Invented by Frenchman Joseph Marie Jacquard in the French city of Lyon around 1800, the Jacquard loom was the first to weave complicated patterns. It revolutionised textile manufacturing and paved the way for the mechanised modern textile industry.


"It allowed fabrics with beautiful, intricate designs to be produced much faster and at a much lower cost," explained Makowski.

"In fact in the 1820s it sparked a labour movement by weavers in Lyon, a great social revolution and the rise of the weavers' Solidarity union in 1823-25 -- much, much sooner than in Poland," he remarked of the rise of Poland's historic Solidarity union led by Nobel Prize winner Lech Walesa in 1980.

The Jacquard technique spread across Europe in the 1800s and by the 1840s large manufacturing facilities weaving Jacquard fabrics and rare laces were set up in Poland. But soon machine-operated Jacquard looms replaced their hand-operated ancestors.

"In 1926 they (the hand-looms) became the property of the Warsaw Fine Arts academy and later the LAD artists' co-operative was created. We are their successors," Makowski said.

"This is the only remaining working cooperative of the famous ones such as Bauhaus in Germany or the Arts and Crafts Society in London," he added with pride.

Fifteen years ago he bought 12 19th century wooden Jacquard looms and an inventory of 509 antique Jacquard patterns from the LAD cooperative which folded in post-communist Poland's difficult adaption to the market economy.

Today, the workshop is located in a ramshackle greenhouse in Warsaw's sprawling Royal Lazienki park.

The revolutionary Jacquard loom was the first to use special punch-hole cards using a binary code to make fabric patterns with a steering mechanism on the top of the loom.

"The machine on top of the loom can be likened to a computer while the punch-card is like a kind of primitive computer program or disc," explained veteran weaver Mariola Nowakowska, 54, who has been working on looms for 30 years.

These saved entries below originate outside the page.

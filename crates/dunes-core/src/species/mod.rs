//! Species classification and species-specific behavior routines.

mod decomposer;
mod forager;
mod predator;

use serde::{Deserialize, Serialize};

use crate::agent::{Agent, TickContext};
use crate::config::SimConfig;
use crate::genome::Genome;
use crate::movement;
use crate::scent::ScentKind;
use crate::senses;
use crate::AgentId;

pub use decomposer::DecomposerRoutine;
pub use forager::ForagerRoutine;
pub use predator::PredatorRoutine;

pub(crate) use forager::forage_cycle;

/// Closed set of species. Chosen once, when the agent is built.
#[derive(Debug, Clone, Copy, PartialEq, Eq, Hash, Serialize, Deserialize)]
#[serde(rename_all = "snake_case")]
pub enum Species {
    Forager,
    Predator,
    Decomposer,
}

impl Species {
    /// Decomposer flag wins; otherwise aggression decides predator versus forager.
    #[must_use]
    pub fn classify(genome: &Genome, config: &SimConfig) -> Self {
        if genome.is_decomposer {
            Self::Decomposer
        } else if genome.aggression > config.predator_aggression {
            Self::Predator
        } else {
            Self::Forager
        }
    }

    /// Scent the species leaves behind.
    #[must_use]
    pub const fn scent_kind(self) -> ScentKind {
        match self {
            Self::Predator => ScentKind::Predator,
            Self::Forager | Self::Decomposer => ScentKind::Prey,
        }
    }

    #[must_use]
    pub fn routine(self) -> &'static dyn SpeciesRoutine {
        match self {
            Self::Forager => &ForagerRoutine,
            Self::Predator => &PredatorRoutine,
            Self::Decomposer => &DecomposerRoutine,
        }
    }
}

/// Execution routines selected by the priority engine.
///
/// Routines only steer and act; the caller performs the single movement step.
pub trait SpeciesRoutine: Send + Sync {
    fn escape(&self, agent: &mut Agent, id: AgentId, ctx: &mut TickContext<'_>);
    fn gather(&self, agent: &mut Agent, id: AgentId, ctx: &mut TickContext<'_>);
    fn neutral(&self, agent: &mut Agent, id: AgentId, ctx: &mut TickContext<'_>);
}

/// Turns away from the nearest visible threat, or down the predator-scent gradient.
/// Returns `false` when there was nothing to flee from.
pub(crate) fn flee(agent: &mut Agent, id: AgentId, ctx: &mut TickContext<'_>) -> bool {
    if let Some(threat) = senses::nearest_threat(agent, id, ctx) {
        agent.velocity = movement::steer_away(agent.velocity, agent.position, threat.position);
        return true;
    }
    follow_gradient(agent, ctx, ScentKind::Predator, false)
}

/// Steers up (or down) the gradient of `kind`. Returns `false` on a flat or border cell.
pub(crate) fn follow_gradient(
    agent: &mut Agent,
    ctx: &TickContext<'_>,
    kind: ScentKind,
    ascend: bool,
) -> bool {
    let Some(gradient) = ctx
        .scent
        .sample_gradient(agent.position.x, agent.position.y, kind)
    else {
        return false;
    };
    let direction = if ascend {
        gradient.ascent()
    } else {
        gradient.descent()
    };
    agent.velocity = movement::steer_along(agent.velocity, direction);
    true
}
//! Passive world items: food and corpses.

use serde::{Deserialize, Serialize};

use crate::Position;

/// Food item that creatures pick up or eat.
#[derive(Debug, Clone, Copy, PartialEq, Serialize, Deserialize)]
pub struct Food {
    pub position: Position,
    pub alive: bool,
    /// Energy stored by decomposer excretion; plain food yields the delivery reward.
    pub energy: Option<f32>,
}

impl Food {
    #[must_use]
    pub const fn new(position: Position) -> Self {
        Self {
            position,
            alive: true,
            energy: None,
        }
    }

    #[must_use]
    pub const fn with_energy(position: Position, energy: f32) -> Self {
        Self {
            position,
            alive: true,
            energy: Some(energy),
        }
    }
}

/// Depletable carcass left by a dead agent.
#[derive(Debug, Clone, Copy, PartialEq, Serialize, Deserialize)]
pub struct Corpse {
    pub position: Position,
    pub radius: f32,
    pub max_radius: f32,
    pub energy: f32,
    pub max_energy: f32,
}

impl Corpse {
    #[must_use]
    pub fn new(position: Position, radius: f32, energy: f32) -> Self {
        let energy = energy.max(0.0);
        Self {
            position,
            radius,
            max_radius: radius,
            energy,
            max_energy: energy,
        }
    }

    #[must_use]
    pub fn alive(&self) -> bool {
        self.energy > 0.0
    }

    /// Removes up to `amount` energy and shrinks the radius to match.
    /// Returns the energy actually taken.
    pub fn consume(&mut self, amount: f32) -> f32 {
        let taken = amount.clamp(0.0, self.energy);
        self.energy -= taken;
        if self.energy <= f32::EPSILON {
            self.energy = 0.0;
        }
        self.radius = if self.max_energy > 0.0 {
            self.max_radius * (self.energy / self.max_energy)
        } else {
            0.0
        };
        taken
    }
}

#[cfg(test)]
mod tests {
    use super::*;

    #[test]
    fn corpse_shrinks_with_energy() {
        let mut corpse = Corpse::new(Position::new(10.0, 10.0), 8.0, 60.0);
        assert!(corpse.alive());
        let mut last_radius = corpse.radius;
        for _ in 0..5 {
            let taken = corpse.consume(15.0);
            assert!(taken <= 15.0);
            assert!(corpse.radius <= last_radius);
            last_radius = corpse.radius;
        }
        assert!(!corpse.alive());
        assert_eq!(corpse.radius, 0.0);
        assert_eq!(corpse.consume(5.0), 0.0);
    }

    #[test]
    fn partial_bite_scales_radius() {
        let mut corpse = Corpse::new(Position::default(), 10.0, 40.0);
        assert_eq!(corpse.consume(10.0), 10.0);
        assert!((corpse.radius - 7.5).abs() < 1e-6);
    }
}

"The machine reads the punch-card and really you could say it's a kind of a proto-computer," she added.

A weaver on a Jacquard hand loom must be physically fit to pump its heavy wooden pedal day-in, day-out and have the patience of a saint to make sure each of several thousand fine threads is in its rightful place, Nowakowska said.

But the effort is rewarded by the special quality of the product.

"On hand looms fabrics are naturally more supple and light than mechanically made ones as we compact the weave by hand and we don't have as much strength as the motor running a machine," Nowakowska said.

An experienced weaver can produce up to two meters (six feet) of Jacquard cloth per day, but Nowakowska is one of the last possessing the skill to deftly operate a Jacquard loom.

"Essentially, this craft has disappeared. We are just two weavers here and young people just aren't interested in learning. It's hard, complicated work. Perhaps there will be someone willing to learn, if not, it will become a museum," Nowakowska said with a hint of saddness.